Melquíades se encuentra ahora en una situación crítica. Su problema radica en que sus perros son viejos. Su gran perro negro ya no puede seguirle en sus caminatas laborales. Él cree que es una cuestión que puede resolver con medicación pero no es así. Se trata del inevitable envejecimiento. Como no puede dejar sus perros solos en la chabola, dado el antecedente de la perra, se encuentra en un gran dilema. Sus perros lo son todo para él pero no puede prescindir de su modo de sustento. Se encuentra atrapado y lo vive muy mal. El problema de una persona marginada en este grado es que siempre se encuentra en un precipicio. Puede salir adelante pero la factibilidad de un accidente de consecuencias fatales es manifiesta, dado el equilibrio tan precario de su situación.
Este es el precio de la vulnerabilidad. Él mismo comienza a tener los primeros síntomas de mala salud, que se manifiestan en dolores y otras señales. Alude a dolores en la espalda, en la columna y en las piernas. Pero su tolerancia a la adversidad le permite soportarlo, aunque el no tratamiento tenga un desenlace fatal. Este paria urbano ha aprendido a experimentar la no dependencia de nadie. Vive sin someterse a ninguna reglamentación, caminando en espacios abiertos y acompañado de sus perros que le proporcionan un afecto intenso e incondicional. Una de las barreras de acceso a los servicios es que tiene que dejar sus perros en el exterior. En una situación así lo que se le pide es que acepte la estancia en alguna institución compensatoria, en la que se tiene que someterse a un reglamento y el afecto se encuentra excluido. El mito de la sociedad inclusiva se hace patente en las situaciones vividas por los parias urbanos.

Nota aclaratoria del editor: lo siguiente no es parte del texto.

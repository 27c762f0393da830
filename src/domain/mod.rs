// Domain layer: numerology models and ports (interfaces). No HTTP or storage concerns here.

pub mod model;
pub mod ports;
use crate::core::batch::OutputFormat;
use crate::domain::model::Domain;
use crate::utils::error::{NumerologyError, Result};
use crate::utils::validation::Validate;
use clap::{Parser, Subcommand};
use std::path::PathBuf;

#[derive(Debug, Clone, Parser)]
#[command(name = "numerology")]
#[command(about = "Numerology readings for mobile numbers, names and vehicle numbers")]
pub struct CliConfig {
    #[command(subcommand)]
    pub command: Command,

    /// TOML file with a [validation] section (same format as the server config)
    #[arg(long, global = true)]
    pub config: Option<PathBuf>,

    #[arg(long, global = true, help = "Print readings as JSON")]
    pub json: bool,

    #[arg(short, long, global = true, help = "Enable verbose output")]
    pub verbose: bool,
}

#[derive(Debug, Clone, Subcommand)]
pub enum Command {
    /// Reading for a 10-digit mobile number
    Mobile { number: String },
    /// Reading for a personal name
    Name { name: String },
    /// Reading for a vehicle registration number
    Vehicle { plate: String },
    /// Process a CSV file with `domain,input` columns
    Batch {
        #[arg(short, long)]
        input: PathBuf,

        /// Output file; stdout when omitted
        #[arg(short, long)]
        output: Option<PathBuf>,

        #[arg(long, value_enum, default_value_t = OutputFormat::Csv)]
        format: OutputFormat,
    },
}

impl Command {
    /// 單筆計算的領域與輸入；batch 回傳 None
    pub fn single_reading(&self) -> Option<(Domain, &str)> {
        match self {
            Command::Mobile { number } => Some((Domain::Mobile, number.as_str())),
            Command::Name { name } => Some((Domain::Name, name.as_str())),
            Command::Vehicle { plate } => Some((Domain::Vehicle, plate.as_str())),
            Command::Batch { .. } => None,
        }
    }
}

impl Validate for CliConfig {
    fn validate(&self) -> Result<()> {
        if let Some(path) = &self.config {
            if !path.is_file() {
                return Err(NumerologyError::InvalidConfigValueError {
                    field: "config".to_string(),
                    value: path.display().to_string(),
                    reason: "File not found".to_string(),
                });
            }
        }

        if let Command::Batch { input, .. } = &self.command {
            if !input.is_file() {
                return Err(NumerologyError::InvalidConfigValueError {
                    field: "input".to_string(),
                    value: input.display().to_string(),
                    reason: "File not found".to_string(),
                });
            }
        }

        Ok(())
    }
}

Pero lo peor es que no es comprendido como persona integral. Que no encaja en una sociedad que sólo admite el éxito como único posible. Tanto en este caso como en otros que contaré aquí, el cuestionamiento de las categorías imperantes en los servicios sociales, adquieren proporciones colosales. Hablar de “los sin techo” es una simplificación de gran magnitud. Existen toda una gama de situaciones diferentes para una población en situación de exclusión social, que no se pueden homologar en ninguna etiqueta. Las soluciones habitacionales y la renta básica son partes de cualquier solución, pero tan importante como eso es asumir que en un tiempo de tantas mutaciones el fracaso es un derecho.
Escribiendo este post me he acordado de Luis Buñuel y su película “los olvidados”. El caso de Melquíades no es más que la enésima versión de esa subsociedad que hoy se encuentra más invisibilizada que nunca. Sólo emerge cuando en su seno se producen acontecimientos trágicos que los medios de comunicación presentan como morboso espectáculo que alimenta la factoría del miedo. Estoy convencido de que la medida del progreso de una sociedad es el bienestar mínimo del último de aquellos que la habitan. También de los parias urbanos.